Governo francês diz que não queria causar 'polêmicas' com papa

Agência ANSA

PARIS - O governo francês retomou nesta terça-feira a questão do uso dos preservativos, explicando que sua intenção não foi causar 'polêmicas', mas sim alertar sobre as consequências da afirmação do papa Bento XVI em relação às políticas voltadas à prevenção da Aids.

Ontem, o presidente da Conferência Episcopal Italiana (CEI), cardeal Angelo Bagnasco, declarou que a Igreja não aceitará 'ofensas' contra o Papa, ao se referir às repercussões negativas das declarações do Pontífice, feitas em viagem à África, sobre o uso e distribuição de preservativos.

Bagnasco também classificou essas repercussões como 'zombadas' e 'vulgares', não só por parte da mídia, mas também por 'alguns políticos europeus' e 'organismos internacionais' e esclareceu que a viagem do Pontífice, que tinha o intuito de 'levar uma mensagem de paz e reforçar o empenho dos católicos' no continente, recebeu atenção 'por uma polêmica sobre preservativos'.

- Não queremos nenhuma polêmica. Dissemos apenas, e repetimos, que a frase do Papa sobre o uso dos preservativos pode gerar consequências dramáticas à política mundial em favor da saúde - disse hoje o porta-voz do Ministério das Relações Exteriores francês, Eric Chevallier.

- Nunca dissemos que o preservativo é a única solução ao problema. Existem outras, a assistência médica, a social, os testes para individualizar a presença do vírus, o acompanhamento psicológico. Mas o preservativo faz parte destes elementos de resposta. Todos os discursos que vão à direção contrária, principalmente de pessoas que tenham grande influência, vão contra o interesse da saúde pública - continuou o porta-voz, que havia expressado 'a fortíssima preocupação' da França pela declaração do Pontífice.

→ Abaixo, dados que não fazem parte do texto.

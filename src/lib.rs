//! Request Jar - capture HTTP requests into named jars and watch them live
//!
//! A jar is a capture endpoint. Anything sent to `/r/{jar}/...` is stored
//! under that jar and pushed to every open event stream for it.

#![deny(unsafe_op_in_unsafe_fn)]
#![warn(missing_docs, clippy::all, clippy::pedantic, clippy::cargo)]
#![allow(
    clippy::module_name_repetitions,
    clippy::must_use_candidate,
    clippy::field_reassign_with_default,
    clippy::multiple_crate_versions
)]

pub mod config;
pub mod error;
pub mod id;
pub mod model;
pub mod network;
pub mod service;
pub mod store;
pub mod subscription;

pub use error::{JarError, Result};

static_assertions::assert_impl_all!(service::JarService: Send, Sync);
static_assertions::assert_impl_all!(subscription::SubscriptionRegistry: Send, Sync, Clone);
static_assertions::assert_impl_all!(store::InMemoryJarStore: store::JarStore);
static_assertions::assert_impl_all!(store::InMemoryRequestStore: store::RequestStore);
//! Error types for Request Jar

use std::io;
use thiserror::Error;

use crate::id::{JarId, RequestId};

/// Result type for Request Jar operations
pub type Result<T> = std::result::Result<T, JarError>;

/// Coarse error classification used at the HTTP boundary
#[derive(Debug, Clone, Copy, PartialEq, Eq)]
pub enum ErrorKind {
    /// Jar or request absent
    NotFound,
    /// Malformed client input
    BadRequest,
    /// Everything else
    Internal,
}

/// Errors that can occur in Request Jar
#[derive(Debug, Error)]
pub enum JarError {
    /// I/O error
    #[error("I/O error: {0}")]
    Io(#[from] io::Error),

    /// HTTP transport error
    #[error("HTTP error: {0}")]
    Http(#[from] hyper::Error),

    /// JSON encoding or decoding failed
    #[error("JSON error: {0}")]
    Json(#[from] serde_json::Error),

    /// Jar is not registered
    #[error("jar not found: {0}")]
    JarNotFound(JarId),

    /// Request is not stored under the jar
    #[error("request {request_id} not found in jar {jar_id}")]
    RequestNotFound {
        /// Owning jar
        jar_id: JarId,
        /// Missing request
        request_id: RequestId,
    },

    /// Malformed client input
    #[error("bad request: {0}")]
    BadRequest(String),

    /// Internal failure (ID generation, encoding)
    #[error("internal error: {0}")]
    Internal(String),

    /// Configuration error
    #[error("Configuration error: {0}")]
    ConfigError(String),

    /// A store error annotated with the operation and jar it came from
    #[error("{operation} failed for jar {jar_id}: {source}")]
    Context {
        /// Operation that failed
        operation: &'static str,
        /// Jar the operation targeted
        jar_id: JarId,
        /// Underlying error
        #[source]
        source: Box<JarError>,
    },

    /// One or more jar deletion steps failed; every step was still attempted
    #[error("cleanup of jar {jar_id} incomplete: {}", join_failures(.failures))]
    CleanupFailed {
        /// Jar being deleted
        jar_id: JarId,
        /// Every step that failed, in execution order
        failures: Vec<JarError>,
    },
}

impl JarError {
    /// Classify the error, looking through context wrappers
    #[must_use]
    pub fn kind(&self) -> ErrorKind {
        match self {
            Self::JarNotFound(_) | Self::RequestNotFound { .. } => ErrorKind::NotFound,
            Self::BadRequest(_) | Self::Json(_) => ErrorKind::BadRequest,
            Self::Context { source, .. } => source.kind(),
            _ => ErrorKind::Internal,
        }
    }

    /// Whether this is a not-found error
    #[must_use]
    pub fn is_not_found(&self) -> bool {
        self.kind() == ErrorKind::NotFound
    }

    /// Wrap with the operation and jar it came from
    #[must_use]
    pub fn context(self, operation: &'static str, jar_id: &JarId) -> Self {
        Self::Context {
            operation,
            jar_id: jar_id.clone(),
            source: Box::new(self),
        }
    }
}

/// Attach operation context to a store result
pub trait ResultExt<T> {
    /// Wrap the error (if any) with the operation and jar it came from
    ///
    /// # Errors
    ///
    /// Returns the wrapped error when `self` is an error
    fn context(self, operation: &'static str, jar_id: &JarId) -> Result<T>;
}

impl<T> ResultExt<T> for Result<T> {
    fn context(self, operation: &'static str, jar_id: &JarId) -> Result<T> {
        self.map_err(|e| e.context(operation, jar_id))
    }
}

fn join_failures(failures: &[JarError]) -> String {
    failures
        .iter()
        .map(ToString::to_string)
        .collect::<Vec<_>>()
        .join("; ")
}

Por outro lado, dirigentes italianos, como o ex-premier e ex-presidente Francesco Cossiga, e o fundador da Comunidade italiana de Sant'Egidio, Andrea Riccardi, defenderam Bento XVI e sua postura em relação ao tema.

Em carta enviada à CEI, Cossiga explica que adere plenamente 'aos ensinamentos confirmados por Sua Santidade em sua pastoral destinada aos povos africanos' e às corajosas palavras pronunciadas por Bagnasco, 'memórias do ensinamento deixado por São Tomás Moro, patrono dos governantes e dos políticos'.

Riccardi também comentou as criticas feitas ao Papa.

- Em relação a Bento XVI, há um verdadeiro conformismo da crítica. Também o papa João Paulo II recebeu no início (de seu pontificado) críticas fortíssimas, inclusive de dentro da Igreja. Ele foi acusado de querer 'polonizar' o Catolicismo - afirmou Riccardi em entrevista à imprensa italiana.

Para ele, é preciso dar ao Papa confiança, crédito e tempo para que possa explicitar completamente o seu ministério.